▶ _DIRECTIONS FOR THIS TASK_
Retyping the records exactly is the whole task.

(RECORDS SUPPLIED Opens)

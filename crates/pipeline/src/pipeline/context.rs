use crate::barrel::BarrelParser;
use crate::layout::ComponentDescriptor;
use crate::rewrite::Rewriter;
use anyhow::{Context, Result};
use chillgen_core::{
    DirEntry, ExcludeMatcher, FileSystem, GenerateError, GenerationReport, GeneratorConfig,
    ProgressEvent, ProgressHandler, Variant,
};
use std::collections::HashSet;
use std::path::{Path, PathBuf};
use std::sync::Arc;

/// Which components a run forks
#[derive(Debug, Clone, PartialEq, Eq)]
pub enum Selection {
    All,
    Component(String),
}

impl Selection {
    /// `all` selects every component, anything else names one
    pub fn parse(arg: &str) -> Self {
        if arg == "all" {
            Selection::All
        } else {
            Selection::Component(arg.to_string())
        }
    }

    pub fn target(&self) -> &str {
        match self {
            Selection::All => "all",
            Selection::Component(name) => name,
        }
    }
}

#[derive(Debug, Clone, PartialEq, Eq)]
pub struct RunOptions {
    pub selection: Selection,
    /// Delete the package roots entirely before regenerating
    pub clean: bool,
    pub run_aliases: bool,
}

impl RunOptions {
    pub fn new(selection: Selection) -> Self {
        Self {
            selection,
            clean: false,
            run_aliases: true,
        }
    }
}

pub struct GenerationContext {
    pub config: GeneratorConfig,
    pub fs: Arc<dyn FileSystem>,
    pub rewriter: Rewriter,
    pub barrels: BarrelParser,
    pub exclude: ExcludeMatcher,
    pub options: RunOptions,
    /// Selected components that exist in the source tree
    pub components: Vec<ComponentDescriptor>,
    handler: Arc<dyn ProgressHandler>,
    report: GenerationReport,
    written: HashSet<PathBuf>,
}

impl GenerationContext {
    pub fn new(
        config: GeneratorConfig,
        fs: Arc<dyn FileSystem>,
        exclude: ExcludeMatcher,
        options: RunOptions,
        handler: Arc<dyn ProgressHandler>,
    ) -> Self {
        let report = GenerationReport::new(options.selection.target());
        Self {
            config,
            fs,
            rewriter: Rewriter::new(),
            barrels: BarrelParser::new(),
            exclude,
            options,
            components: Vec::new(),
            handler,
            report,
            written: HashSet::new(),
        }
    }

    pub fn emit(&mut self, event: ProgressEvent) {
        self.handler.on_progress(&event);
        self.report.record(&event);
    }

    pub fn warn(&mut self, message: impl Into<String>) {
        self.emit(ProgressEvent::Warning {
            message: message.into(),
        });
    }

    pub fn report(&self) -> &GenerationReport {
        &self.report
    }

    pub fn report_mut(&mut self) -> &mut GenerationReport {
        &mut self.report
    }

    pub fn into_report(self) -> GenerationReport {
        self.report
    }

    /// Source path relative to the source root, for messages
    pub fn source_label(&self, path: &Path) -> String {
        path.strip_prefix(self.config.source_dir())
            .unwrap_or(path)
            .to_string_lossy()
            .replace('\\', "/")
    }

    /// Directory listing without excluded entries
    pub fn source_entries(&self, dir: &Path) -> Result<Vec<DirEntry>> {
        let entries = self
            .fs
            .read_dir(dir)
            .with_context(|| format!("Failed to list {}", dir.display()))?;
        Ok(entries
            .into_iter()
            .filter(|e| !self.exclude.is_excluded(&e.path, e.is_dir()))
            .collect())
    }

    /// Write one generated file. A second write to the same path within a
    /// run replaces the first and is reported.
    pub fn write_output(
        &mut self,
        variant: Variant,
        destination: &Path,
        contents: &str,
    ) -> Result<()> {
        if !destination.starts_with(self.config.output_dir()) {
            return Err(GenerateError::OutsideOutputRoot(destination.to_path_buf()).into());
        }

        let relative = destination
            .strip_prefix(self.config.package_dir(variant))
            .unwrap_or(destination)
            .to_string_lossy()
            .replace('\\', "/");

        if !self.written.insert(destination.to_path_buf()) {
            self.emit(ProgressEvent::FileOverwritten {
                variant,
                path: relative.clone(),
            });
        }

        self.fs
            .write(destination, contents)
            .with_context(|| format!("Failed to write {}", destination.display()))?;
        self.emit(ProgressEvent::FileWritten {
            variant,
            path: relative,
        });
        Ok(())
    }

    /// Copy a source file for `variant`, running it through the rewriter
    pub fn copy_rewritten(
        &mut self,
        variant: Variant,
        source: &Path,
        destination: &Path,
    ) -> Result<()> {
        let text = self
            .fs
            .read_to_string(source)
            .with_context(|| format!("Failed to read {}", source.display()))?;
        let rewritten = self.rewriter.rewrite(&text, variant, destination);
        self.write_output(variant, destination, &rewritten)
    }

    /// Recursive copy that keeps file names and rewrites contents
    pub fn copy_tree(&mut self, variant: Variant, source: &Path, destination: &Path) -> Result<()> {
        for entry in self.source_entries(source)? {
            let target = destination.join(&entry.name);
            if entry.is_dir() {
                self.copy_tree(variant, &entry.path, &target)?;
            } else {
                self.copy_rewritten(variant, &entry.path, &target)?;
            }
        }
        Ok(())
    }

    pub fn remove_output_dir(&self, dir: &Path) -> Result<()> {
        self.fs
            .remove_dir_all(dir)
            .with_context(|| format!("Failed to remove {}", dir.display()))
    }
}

(RECORDS SUPPLIED Closes)

▶ _WRITTEN RESPONSE_
filename crates/pipeline/src/pipeline/context.rs
use crate::barrel::BarrelParser;
use crate::layout::ComponentDescriptor;
use crate::rewrite::Rewriter;
use anyhow::{Context, Result};
use chillgen_core::{
    DirEntry, ExcludeMatcher, FileSystem, GenerateError, GenerationReport, GeneratorConfig,
    ProgressEvent, ProgressHandler, Variant,
};
use std::collections::HashSet;
use std::path::{Path, PathBuf};
use std::sync::Arc;

/// Which components a run forks
#[derive(Debug, Clone, PartialEq, Eq)]
pub enum Selection {
    All,
    Component(String),
}

impl Selection {
    /// `all` selects every component, anything else names one
    pub fn parse(arg: &str) -> Self {
        if arg == "all" {
            Selection::All
        } else {
            Selection::Component(arg.to_string())
        }
    }

    pub fn target(&self) -> &str {
        match self {
            Selection::All => "all",
            Selection::Component(name) => name,
        }
    }
}

#[derive(Debug, Clone, PartialEq, Eq)]
pub struct RunOptions {
    pub selection: Selection,
    /// Delete the package roots entirely before regenerating
    pub clean: bool,
    pub run_aliases: bool,
}

impl RunOptions {
    pub fn new(selection: Selection) -> Self {
        Self {
            selection,
            clean: false,
            run_aliases: true,
        }
    }
}

pub struct GenerationContext {
    pub config: GeneratorConfig,
    pub fs: Arc<dyn FileSystem>,
    pub rewriter: Rewriter,
    pub barrels: BarrelParser,
    pub exclude: ExcludeMatcher,
    pub options: RunOptions,
    /// Selected components that exist in the source tree
    pub components: Vec<ComponentDescriptor>,
    handler: Arc<dyn ProgressHandler>,
    report: GenerationReport,
    written: HashSet<PathBuf>,
}

impl GenerationContext {
    pub fn new(
        config: GeneratorConfig,
        fs: Arc<dyn FileSystem>,
        exclude: ExcludeMatcher,
        options: RunOptions,
        handler: Arc<dyn ProgressHandler>,
    ) -> Self {
        let report = GenerationReport::new(options.selection.target());
        Self {
            config,
            fs,
            rewriter: Rewriter::new(),
            barrels: BarrelParser::new(),
            exclude,
            options,
            components: Vec::new(),
            handler,
            report,
            written: HashSet::new(),
        }
    }

    pub fn emit(&mut self, event: ProgressEvent) {
        self.handler.on_progress(&event);
        self.report.record(&event);
    }

    pub fn warn(&mut self, message: impl Into<String>) {
        self.emit(ProgressEvent::Warning {
            message: message.into(),
        });
    }

    pub fn report(&self) -> &GenerationReport {
        &self.report
    }

    pub fn report_mut(&mut self) -> &mut GenerationReport {
        &mut self.report
    }

    pub fn into_report(self) -> GenerationReport {
        self.report
    }

    /// Source path relative to the source root, for messages
    pub fn source_label(&self, path: &Path) -> String {
        path.strip_prefix(self.config.source_dir())
            .unwrap_or(path)
            .to_string_lossy()
            .replace('\\', "/")
    }

    /// Directory listing without excluded entries
    pub fn source_entries(&self, dir: &Path) -> Result<Vec<DirEntry>> {
        let entries = self
            .fs
            .read_dir(dir)
            .with_context(|| format!("Failed to list {}", dir.display()))?;
        Ok(entries
            .into_iter()
            .filter(|e| !self.exclude.is_excluded(&e.path, e.is_dir()))
            .collect())
    }

    /// Write one generated file. A second write to the same path within a
    /// run replaces the first and is reported.
    pub fn write_output(
        &mut self,
        variant: Variant,
        destination: &Path,
        contents: &str,
    ) -> Result<()> {
        if !destination.starts_with(self.config.output_dir()) {
            return Err(GenerateError::OutsideOutputRoot(destination.to_path_buf()).into());
        }

        let relative = destination
            .strip_prefix(self.config.package_dir(variant))
            .unwrap_or(destination)
            .to_string_lossy()
            .replace('\\', "/");

        if !self.written.insert(destination.to_path_buf()) {
            self.emit(ProgressEvent::FileOverwritten {
                variant,
                path: relative.clone(),
            });
        }

        self.fs
            .write(destination, contents)
            .with_context(|| format!("Failed to write {}", destination.display()))?;
        self.emit(ProgressEvent::FileWritten {
            variant,
            path: relative,
        });
        Ok(())
    }

    /// Copy a source file for `variant`, running it through the rewriter
    pub fn copy_rewritten(
        &mut self,
        variant: Variant,
        source: &Path,
        destination: &Path,
    ) -> Result<()> {
        let text = self
            .fs
            .read_to_string(source)
            .with_context(|| format!("Failed to read {}", source.display()))?;
        let rewritten = self.rewriter.rewrite(&text, variant, destination);
        self.write_output(variant, destination, &rewritten)
    }

    /// Recursive copy that keeps file names and rewrites contents
    pub fn copy_tree(&mut self, variant: Variant, source: &Path, destination: &Path) -> Result<()> {
        for entry in self.source_entries(source)? {
            let target = destination.join(&entry.name);
            if entry.is_dir() {
                self.copy_tree(variant, &entry.path, &target)?;
            } else {
                self.copy_rewritten(variant, &entry.path, &target)?;
            }
        }
        Ok(())
    }

    pub fn remove_output_dir(&self, dir: &Path) -> Result<()> {
        self.fs
            .remove_dir_all(dir)
            .with_context(|| format!("Failed to remove {}", dir.display()))
    }
}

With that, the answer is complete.